"""

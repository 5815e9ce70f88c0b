//! Fixtures shared by the pipeline tests: a parser serving prebuilt trees, an
//! in-memory loader, node builders and a compact rendering of the output.
#![allow(dead_code, reason = "each test binary uses a subset of the fixtures")]

use css_orchestrator::{Loader, Pipeline};
use css_syntax::{FragmentParser, ParseOptions, Parsed, SourceParser, StartRule};
use css_tree::value::to_text;
use css_tree::{
    AssignOp, BinaryOp, ErrorKind, EvalError, EvalResult, ForLoop, FunctionDef, Loc, Media,
    MediaQuery, MediaQueryList, Node, NodeKind, Options, Param, Quote, RuleList, Ruleset, Selector,
    SelectorList,
};
use env_logger::builder;
use futures::FutureExt as _;
use futures::future::{LocalBoxFuture, ready};
use std::collections::HashMap;
use std::io;
use std::path::{Path, PathBuf};
use std::rc::Rc;

pub const ROOT: &str = "/project/main.roo";

/// Serves stylesheet trees registered by source text. Fragments are parsed for real.
#[derive(Default)]
pub struct FixtureParser {
    sheets: HashMap<String, Vec<Node>>,
}

impl FixtureParser {
    #[must_use]
    pub fn with(mut self, source: &str, rules: Vec<Node>) -> Self {
        self.sheets.insert(source.to_owned(), rules);
        self
    }
}

impl SourceParser for FixtureParser {
    fn parse(&self, source: &str, options: &ParseOptions) -> EvalResult<Parsed> {
        match options.start_rule {
            StartRule::Stylesheet => self
                .sheets
                .get(source)
                .cloned()
                .map(Parsed::Stylesheet)
                .ok_or_else(|| {
                    EvalError::new(
                        ErrorKind::Parse,
                        format!("no fixture for {source:?}"),
                        &options.base_loc(),
                    )
                }),
            StartRule::Selector | StartRule::MediaQuery => FragmentParser.parse(source, options),
        }
    }
}

/// Files held in memory; every other path is not found.
#[derive(Default)]
pub struct MemoryLoader {
    files: HashMap<PathBuf, String>,
}

impl MemoryLoader {
    #[must_use]
    pub fn with(mut self, path: &str, content: &str) -> Self {
        self.files.insert(PathBuf::from(path), content.to_owned());
        self
    }
}

impl Loader for MemoryLoader {
    fn load<'load>(&'load self, path: &'load Path) -> LocalBoxFuture<'load, io::Result<String>> {
        let found = self
            .files
            .get(path)
            .cloned()
            .ok_or_else(|| io::Error::from(io::ErrorKind::NotFound));
        ready(found).boxed_local()
    }
}

/// Route evaluator logs through the test harness.
pub fn init_logging() {
    builder().is_test(true).try_init().unwrap_or_default();
}

/// Evaluate `rules` as the root stylesheet with default options.
pub async fn run(rules: Vec<Node>) -> EvalResult<Vec<Node>> {
    let parser = FixtureParser::default();
    let loader = MemoryLoader::default();
    run_with(Options::new(ROOT), &parser, &loader, rules).await
}

pub async fn run_with(
    options: Options,
    parser: &dyn SourceParser,
    loader: &dyn Loader,
    rules: Vec<Node>,
) -> EvalResult<Vec<Node>> {
    init_logging();
    let mut pipeline = Pipeline::new(options, parser, loader);
    let output = pipeline.evaluate(stylesheet(rules)).await?;
    match output.kind {
        NodeKind::Stylesheet(rules) => Ok(rules),
        _ => Err(EvalError::structure("expected a stylesheet", &output.loc)),
    }
}

pub fn loc() -> Loc {
    Loc::new(ROOT, 1, 1)
}

pub fn stylesheet(rules: Vec<Node>) -> Node {
    Node::new(NodeKind::Stylesheet(rules), loc())
}

pub fn ident(text: &str) -> Node {
    Node::ident(text, loc())
}

pub fn number(value: f64) -> Node {
    Node::number(value, loc())
}

pub fn px(value: f64) -> Node {
    Node::dimension(value, "px", loc())
}

pub fn var(name: &str) -> Node {
    Node::variable(name, loc())
}

pub fn string(text: &str) -> Node {
    Node::string(text, loc())
}

pub fn raw(text: &str) -> Node {
    Node::raw(text, loc())
}

/// `"..."` with literal and interpolated parts.
pub fn interpolated_string(parts: Vec<Node>) -> Node {
    Node::new(
        NodeKind::Str {
            quote: Quote::Double,
            parts,
        },
        loc(),
    )
}

pub fn interpolated_ident(parts: Vec<Node>) -> Node {
    Node::new(NodeKind::Identifier(parts), loc())
}

pub fn space_list(items: Vec<Node>) -> Node {
    let mut nodes = Vec::new();
    for (position, item) in items.into_iter().enumerate() {
        if position > 0 {
            nodes.push(Node::new(NodeKind::Separator(" ".to_owned()), loc()));
        }
        nodes.push(item);
    }
    Node::new(NodeKind::List(nodes), loc())
}

pub fn range(from: Node, to: Node, exclusive: bool) -> Node {
    Node::new(
        NodeKind::Range {
            from: Box::new(from),
            to: Box::new(to),
            exclusive,
        },
        loc(),
    )
}

pub fn binary(op: BinaryOp, left: Node, right: Node) -> Node {
    Node::new(
        NodeKind::Binary {
            op,
            left: Box::new(left),
            right: Box::new(right),
        },
        loc(),
    )
}

pub fn member(object: Node, index: Node) -> Node {
    Node::new(
        NodeKind::Member {
            object: Box::new(object),
            index: Box::new(index),
        },
        loc(),
    )
}

pub fn call(name: &str, args: Vec<Node>) -> Node {
    Node::new(
        NodeKind::Call {
            callee: Box::new(ident(name)),
            args,
            mixin: false,
        },
        loc(),
    )
}

/// A call through any callee expression, such as `$fn(...)`.
pub fn call_value(callee: Node, args: Vec<Node>) -> Node {
    Node::new(
        NodeKind::Call {
            callee: Box::new(callee),
            args,
            mixin: false,
        },
        loc(),
    )
}

pub fn mixin_call(callee: Node, args: Vec<Node>) -> Node {
    Node::new(
        NodeKind::Call {
            callee: Box::new(callee),
            args,
            mixin: true,
        },
        loc(),
    )
}

pub fn function(params: &[&str], body: Vec<Node>) -> Node {
    variadic(params, None, body)
}

/// A function whose trailing `rest` parameter collects the remaining arguments.
pub fn variadic(params: &[&str], rest: Option<&str>, body: Vec<Node>) -> Node {
    let named = params.iter().map(|name| Param {
        name: (*name).to_owned(),
        default: None,
        rest: false,
    });
    let trailing = rest.map(|name| Param {
        name: name.to_owned(),
        default: None,
        rest: true,
    });
    let params = named.chain(trailing).collect();
    Node::new(
        NodeKind::Function(Rc::new(FunctionDef {
            params,
            body,
            closure: None,
        })),
        loc(),
    )
}

pub fn ret(value: Node) -> Node {
    Node::new(NodeKind::Return(Box::new(value)), loc())
}

pub fn assign(name: &str, value: Node) -> Node {
    assign_to(var(name), AssignOp::Assign, value)
}

pub fn assign_to(target: Node, op: AssignOp, value: Node) -> Node {
    Node::new(
        NodeKind::Assignment {
            op,
            target: Box::new(target),
            value: Box::new(value),
        },
        loc(),
    )
}

pub fn property(name: &str, value: Node) -> Node {
    Node::new(
        NodeKind::Property {
            name: Box::new(ident(name)),
            value: Box::new(value),
            important: false,
        },
        loc(),
    )
}

fn simple(kind: NodeKind) -> Node {
    Node::new(kind, loc())
}

pub fn class(name: &str) -> Node {
    simple(NodeKind::ClassSelector(Box::new(ident(name))))
}

pub fn tag(name: &str) -> Node {
    simple(NodeKind::TypeSelector(Box::new(ident(name))))
}

pub fn descendant() -> Node {
    simple(NodeKind::Combinator(" ".to_owned()))
}

pub fn selectors(parts: Vec<Vec<Node>>) -> SelectorList {
    let selectors = parts
        .into_iter()
        .map(|parts| Selector::new(parts, loc()))
        .collect();
    SelectorList::new(selectors, loc())
}

pub fn one(part: Node) -> SelectorList {
    selectors(vec![vec![part]])
}

pub fn ruleset(list: SelectorList, rules: Vec<Node>) -> Node {
    Node::new(
        NodeKind::Ruleset(Ruleset {
            selectors: list,
            body: RuleList::new(rules),
            id: 0,
        }),
        loc(),
    )
}

pub fn media(feature: &str, value: Node, rules: Vec<Node>) -> Node {
    let part = simple(NodeKind::MediaFeature {
        name: Box::new(ident(feature)),
        value: Some(Box::new(value)),
    });
    let queries = MediaQueryList::new(vec![MediaQuery::new(vec![part], loc())], loc());
    Node::new(
        NodeKind::Media(Media {
            queries,
            body: RuleList::new(rules),
            nested: false,
        }),
        loc(),
    )
}

pub fn void(rules: Vec<Node>) -> Node {
    Node::new(NodeKind::Void(RuleList::new(rules)), loc())
}

pub fn extend(list: SelectorList) -> Node {
    Node::new(
        NodeKind::Extend {
            selectors: list,
            recorded: true,
        },
        loc(),
    )
}

pub fn mixin(list: SelectorList) -> Node {
    Node::new(NodeKind::Mixin(list), loc())
}

pub fn module(name: &str, rules: Vec<Node>) -> Node {
    Node::new(
        NodeKind::Module {
            name: Box::new(ident(name)),
            separator: None,
            body: RuleList::new(rules),
        },
        loc(),
    )
}

pub fn if_else(condition: Node, consequent: Vec<Node>, alternate: Option<Node>) -> Node {
    Node::new(
        NodeKind::If {
            condition: Box::new(condition),
            consequent: RuleList::new(consequent),
            alternate: alternate.map(Box::new),
        },
        loc(),
    )
}

/// The `else { ... }` branch of an `@if`.
pub fn block(rules: Vec<Node>) -> Node {
    Node::new(NodeKind::Block(RuleList::new(rules)), loc())
}

pub fn for_loop(
    value: &str,
    index: Option<&str>,
    step: Option<Node>,
    iterable: Node,
    rules: Vec<Node>,
) -> Node {
    Node::new(
        NodeKind::For(Box::new(ForLoop {
            value: value.to_owned(),
            index: index.map(str::to_owned),
            step,
            iterable,
            body: RuleList::new(rules),
        })),
        loc(),
    )
}

pub fn import(target: &str) -> Node {
    Node::new(
        NodeKind::Import {
            url: Box::new(string(target)),
            media: None,
        },
        loc(),
    )
}

/// `selector { name: value; ... }` for every ruleset in the output, in order.
pub fn render(rules: &[Node]) -> Vec<String> {
    let mut out = Vec::new();
    for rule in rules {
        match &rule.kind {
            NodeKind::Ruleset(ruleset) => {
                let selectors: Vec<String> =
                    ruleset.selectors.selectors.iter().map(selector_text).collect();
                let body: Vec<String> = ruleset.body.rules.iter().map(declaration_text).collect();
                out.push(format!("{} {{ {} }}", selectors.join(", "), body.join(" ")));
            }
            NodeKind::Media(block) => {
                out.push(format!("@media {{ {} }}", render(&block.body.rules).join(" ")));
            }
            _ => out.push(format!("<{}>", rule.type_name())),
        }
    }
    out
}

pub fn selector_text(selector: &Selector) -> String {
    selector
        .parts
        .iter()
        .map(|part| match &part.kind {
            NodeKind::TypeSelector(name) => to_text(name).unwrap_or_default(),
            NodeKind::ClassSelector(name) => format!(".{}", to_text(name).unwrap_or_default()),
            NodeKind::HashSelector(name) => format!("#{}", to_text(name).unwrap_or_default()),
            NodeKind::UniversalSelector => "*".to_owned(),
            NodeKind::Combinator(symbol) if symbol == " " => " ".to_owned(),
            NodeKind::Combinator(symbol) => format!(" {symbol} "),
            NodeKind::PseudoSelector { name, .. } => {
                format!(":{}", to_text(name).unwrap_or_default())
            }
            _ => "?".to_owned(),
        })
        .collect()
}

pub fn declaration_text(node: &Node) -> String {
    match &node.kind {
        NodeKind::Property { name, value, .. } => format!(
            "{}: {};",
            to_text(name).unwrap_or_default(),
            value_text(value)
        ),
        _ => format!("<{}>", node.type_name()),
    }
}

pub fn value_text(value: &Node) -> String {
    match &value.kind {
        NodeKind::Null => "null".to_owned(),
        NodeKind::Call { callee, args, .. } => {
            let args: Vec<String> = args.iter().map(value_text).collect();
            format!("{}({})", to_text(callee).unwrap_or_default(), args.join(", "))
        }
        NodeKind::Binary { op, left, right } => {
            format!("{} {} {}", value_text(left), op.symbol(), value_text(right))
        }
        _ => to_text(value).unwrap_or_else(|| format!("<{}>", value.type_name())),
    }
}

"""

Work request:
Find how many lines contain "target" in the data. Write that number and nothing else.

Answer space:
4